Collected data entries
----------------------------------------
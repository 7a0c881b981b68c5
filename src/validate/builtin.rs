//! Common name-aware validators

use regex::Regex;
use serde_json::Value;
use std::sync::LazyLock;

use super::{Validator, ValidatorSpec};
use crate::error::{FormError, FormResult};
use crate::values::{display_value, is_truthy};

static EMAIL: LazyLock<Regex> =
    LazyLock::new(|| Regex::new(r"^[^@\s]+@[^@\s]+\.[^@\s]+$").expect("email regex is valid"));

/// Values with nothing entered yet; format validators let these through
fn is_blank(value: &Value) -> bool {
    match value {
        Value::Null => true,
        Value::String(s) => s.trim().is_empty(),
        _ => false,
    }
}

/// Fails with "`Name` is required." when the value is not truthy
pub fn required() -> ValidatorSpec {
    ValidatorSpec::factory(|name| {
        let message = format!("{} is required.", name);
        Validator::new(move |value, _| (!is_truthy(value)).then(|| message.clone()))
    })
}

/// Fails with "`Name` must be a number." when the value cannot be read as one.
///
/// Blank input reads as zero and passes. Text follows the usual numeric
/// literal forms: decimals with an optional exponent, `0x`/`0o`/`0b`
/// integers and `Infinity`.
pub fn number() -> ValidatorSpec {
    ValidatorSpec::factory(|name| {
        let message = format!("{} must be a number.", name);
        Validator::new(move |value, _| {
            let numeric = match value {
                Value::Null | Value::Bool(_) | Value::Number(_) => true,
                Value::String(s) => parse_number(s).is_some(),
                Value::Array(_) | Value::Object(_) => false,
            };
            (!numeric).then(|| message.clone())
        })
    })
}

/// Read numeric text, `None` when it is not a number
pub fn parse_number(text: &str) -> Option<f64> {
    let trimmed = text.trim();
    if trimmed.is_empty() {
        return Some(0.0);
    }

    let prefixed = [("0x", 16), ("0X", 16), ("0o", 8), ("0O", 8), ("0b", 2), ("0B", 2)];
    for (prefix, radix) in prefixed {
        if let Some(digits) = trimmed.strip_prefix(prefix) {
            return u128::from_str_radix(digits, radix).ok().map(|n| n as f64);
        }
    }

    match trimmed {
        "Infinity" | "+Infinity" => return Some(f64::INFINITY),
        "-Infinity" => return Some(f64::NEG_INFINITY),
        _ => {}
    }

    // Rejects the "inf" and "nan" spellings f64 parsing would accept
    if !trimmed.chars().all(|c| c.is_ascii_digit() || matches!(c, '.' | 'e' | 'E' | '+' | '-')) {
        return None;
    }
    trimmed.parse::<f64>().ok()
}

/// Fails when a non-blank value does not look like an email address
pub fn email() -> ValidatorSpec {
    ValidatorSpec::factory(|name| {
        let message = format!("{} must be a valid email address.", name);
        Validator::new(move |value, _| {
            (!is_blank(value) && !EMAIL.is_match(&display_value(value))).then(|| message.clone())
        })
    })
}

/// Fails when a non-blank value is shorter than `min` characters
pub fn min_length(min: usize) -> ValidatorSpec {
    ValidatorSpec::factory(move |name| {
        let message = format!("{} must be at least {} characters.", name, min);
        Validator::new(move |value, _| {
            (!is_blank(value) && display_value(value).chars().count() < min).then(|| message.clone())
        })
    })
}

/// Fails when the value is longer than `max` characters
pub fn max_length(max: usize) -> ValidatorSpec {
    ValidatorSpec::factory(move |name| {
        let message = format!("{} must be at most {} characters.", name, max);
        Validator::new(move |value, _| (display_value(value).chars().count() > max).then(|| message.clone()))
    })
}

/// Fails when a non-blank value does not match `pattern`
pub fn pattern(pattern: &str) -> FormResult<ValidatorSpec> {
    let regex = Regex::new(pattern).map_err(|e| FormError::InvalidPattern {
        pattern: pattern.to_string(),
        reason: e.to_string(),
    })?;

    Ok(ValidatorSpec::factory(move |name| {
        let message = format!("{} is invalid.", name);
        let regex = regex.clone();
        Validator::new(move |value, _| {
            (!is_blank(value) && !regex.is_match(&display_value(value))).then(|| message.clone())
        })
    }))
}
----------------------------------------
## What to work on
Gather up the lines containing the word "None" from these records and copy them.

## Answer for the task
/// Read numeric text, `None` when it is not a number
        return None;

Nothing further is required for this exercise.